- Task description
All lines from the one containing "#[arg(long)]" through the end of the data below are to be transcribed exactly. Leave out the rest.
------------------------------------------------------------------------
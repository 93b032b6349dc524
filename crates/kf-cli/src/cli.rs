//! CLI argument definitions using clap derive API

use clap::{Args, Parser, Subcommand, ValueEnum};

/// Keyfill - backfill reference tables from fact data
#[derive(Parser, Debug)]
#[command(name = "kf")]
#[command(author, version, about, long_about = None)]
pub struct Cli {
    /// Global options
    #[command(flatten)]
    pub global: GlobalArgs,

    /// Subcommand to execute
    #[command(subcommand)]
    pub command: Commands,
}

/// Global arguments available to all commands
#[derive(Args, Debug, Clone)]
pub struct GlobalArgs {
    /// Enable verbose output
    #[arg(short, long, global = true)]
    pub verbose: bool,

    /// Path to project directory
    #[arg(short = 'p', long, global = true, default_value = ".")]
    pub project_dir: String,

    /// Override config file path
    #[arg(short, long, global = true)]
    pub config: Option<String>,

    /// Override target (database connection)
    #[arg(short, long, global = true)]
    pub target: Option<String>,
}

/// Available subcommands
#[derive(Subcommand, Debug)]
pub enum Commands {
    /// Load the configuration and check every domain's foreign-key graph
    Validate,

    /// Print the order foreign keys of a domain are processed in
    Order(OrderArgs),

    /// Compute candidate rows and statements without writing anything
    Plan(BackfillArgs),

    /// Backfill reference tables
    Run(BackfillArgs),
}

/// Arguments for the order command
#[derive(Args, Debug)]
pub struct OrderArgs {
    /// Domain to resolve
    #[arg(short, long)]
    pub domain: String,
}

/// Arguments shared by plan and run
#[derive(Args, Debug)]
pub struct BackfillArgs {
    /// Only process this domain (default: all)
    #[arg(short, long)]
    pub domain: Option<String>,

    /// Fact source overriding the configured one: a .csv path or a table name
    #[arg(short, long, requires = "domain")]
    pub facts: Option<String>,

    /// Output format
    #[arg(short, long, value_enum, default_value = "text")]
    pub output: SummaryOutput,

    /// Print the generated statements
    #[arg(long)]
    pub show_sql: bool,
}

/// Summary output formats
#[derive(ValueEnum, Debug, Clone, Copy, PartialEq, Eq)]
pub enum SummaryOutput {
    /// Human-readable table
    Text,
    /// JSON run summaries
    Json,
}

#[cfg(test)]
#[path = "cli_test.rs"]
mod tests;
------------------------------------------------------------------------
- Answer to the problem
    #[arg(long)]
    pub show_sql: bool,
}

/// Summary output formats
#[derive(ValueEnum, Debug, Clone, Copy, PartialEq, Eq)]
pub enum SummaryOutput {
    /// Human-readable table
    Text,
    /// JSON run summaries
    Json,
}

#[cfg(test)]
#[path = "cli_test.rs"]
mod tests;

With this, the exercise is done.